Don't forget to add this line in your .bashrc
file if you want to keep this change after reboot.
By default, Poedit does not have the ability to parse Twig templates. This can be resolved by adding an additional parser (Edit > Preferences > Parsers) with the following options:
- Language:
Twig
- List of extensions:
*.twig
- Invocation:
- Parser command:
<project>/vendor/bin/twig-gettext-extractor --sort-output --force-po -o %o %C %K -L PHP --files %F
(replace<project>
with absolute path to your project) - An item in keyword list:
-k%k
- An item in input file list:
%f
- Source code charset:
--from-code=%c
- Parser command:
Now you can update your catalog and Poedit will synchronize it with your twig templates.
Twig-Gettext-Extractor registers some default twig extensions. However, if you are using custom extensions, you need to register them first before you can extract the data. In order to achieve that, copy the binfile into some custom place.
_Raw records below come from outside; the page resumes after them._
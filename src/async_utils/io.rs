//! I/O utilities.
//!
//! Output either goes to a file or to standard output. We use `-` as the
//! conventional name for standard output on the command line.

use serde::Serialize;
use tokio::{
    fs::File,
    io::{AsyncWrite, AsyncWriteExt as _, BufWriter},
};

use crate::prelude::*;

/// Create a writer for a [`Path`], or for standard output if the path is
/// `None` or `-`.
pub async fn create_writer(
    path: Option<&Path>,
) -> Result<Box<dyn AsyncWrite + Unpin + Send + Sync + 'static>> {
    match path {
        Some(path) if path != Path::new("-") => {
            let file = File::create(path)
                .await
                .with_context(|| format!("Failed to create file at path: {:?}", path))?;
            Ok(Box::new(file))
        }
        _ => Ok(Box::new(tokio::io::stdout())),
    }
}

/// Write `bytes` to `path`, creating or truncating it.
pub async fn write_bytes(path: &Path, bytes: &[u8]) -> Result<()> {
    let mut writer = create_writer(Some(path)).await?;
    writer
        .write_all(bytes)
        .await
        .with_context(|| format!("Failed to write file at path: {:?}", path))?;
    writer
        .flush()
        .await
        .with_context(|| format!("Failed to flush file at path: {:?}", path))?;
    Ok(())
}

/// Write records as JSON Lines to either standard output or a file.
pub async fn write_jsonl<T: Serialize>(path: Option<&Path>, records: &[T]) -> Result<()> {
    let mut writer = BufWriter::new(create_writer(path).await?);
    for record in records {
        let json =
            serde_json::to_string(record).context("Failed to serialize record as JSON")?;
        writer
            .write_all(json.as_bytes())
            .await
            .context("Failed to write JSON to output")?;
        writer
            .write_all(b"\n")
            .await
            .context("Failed to write newline to output")?;
    }
    writer.flush().await.context("Failed to flush output")?;
    Ok(())
}

#[cfg(test)]
mod tests {
    use serde_json::Value;

    use super::*;

    #[derive(Serialize)]
    struct Row {
        name: &'static str,
    }

    #[tokio::test]
    async fn test_write_jsonl_to_file() {
        let dir = tempfile::tempdir().unwrap();
        let path = dir.path().join("out.jsonl");
        write_jsonl(Some(&path), &[Row { name: "a" }, Row { name: "b" }])
            .await
            .unwrap();

        let written = std::fs::read_to_string(&path).unwrap();
        let lines = written
            .lines()
            .map(|l| serde_json::from_str::<Value>(l).unwrap())
            .collect::<Vec<_>>();
        assert_eq!(lines.len(), 2);
        assert_eq!(lines[1]["name"], "b");
    }

    #[tokio::test]
    async fn test_write_bytes() {
        let dir = tempfile::tempdir().unwrap();
        let path = dir.path().join("blob.bin");
        write_bytes(&path, b"\x00\x01\x02").await.unwrap();
        assert_eq!(std::fs::read(&path).unwrap(), vec![0, 1, 2]);
    }
}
A common practice would be: cp vendor/bin/twig-gettext-extractor bin/twig-gettext-extractor
Now you may add your custom extensions here:
$twig->addFunction(new \Twig_SimpleFunction('myCustomExtension', true));
$twig->addFunction(new \Twig_SimpleFunction('myCustomExtension2', true));
If you're using custom, user-defined twig filters, the extractor will break when it encounters them.
You can modify the parser command in Poedit if you want to register custom filters.
Doing so will create a dummy filter that will return the input as output without modifying it.
For example, if you have a currency
filter, modify your parser command as follows:
twig-gettext-extractor --sort-output --force-po -o %o %C %K -L PHP --filters currency --files %F
The --filters
command must be added after the gettext parameters but before the --files
declaration to work correctly. You can add multiple filters by delimiting them with a space.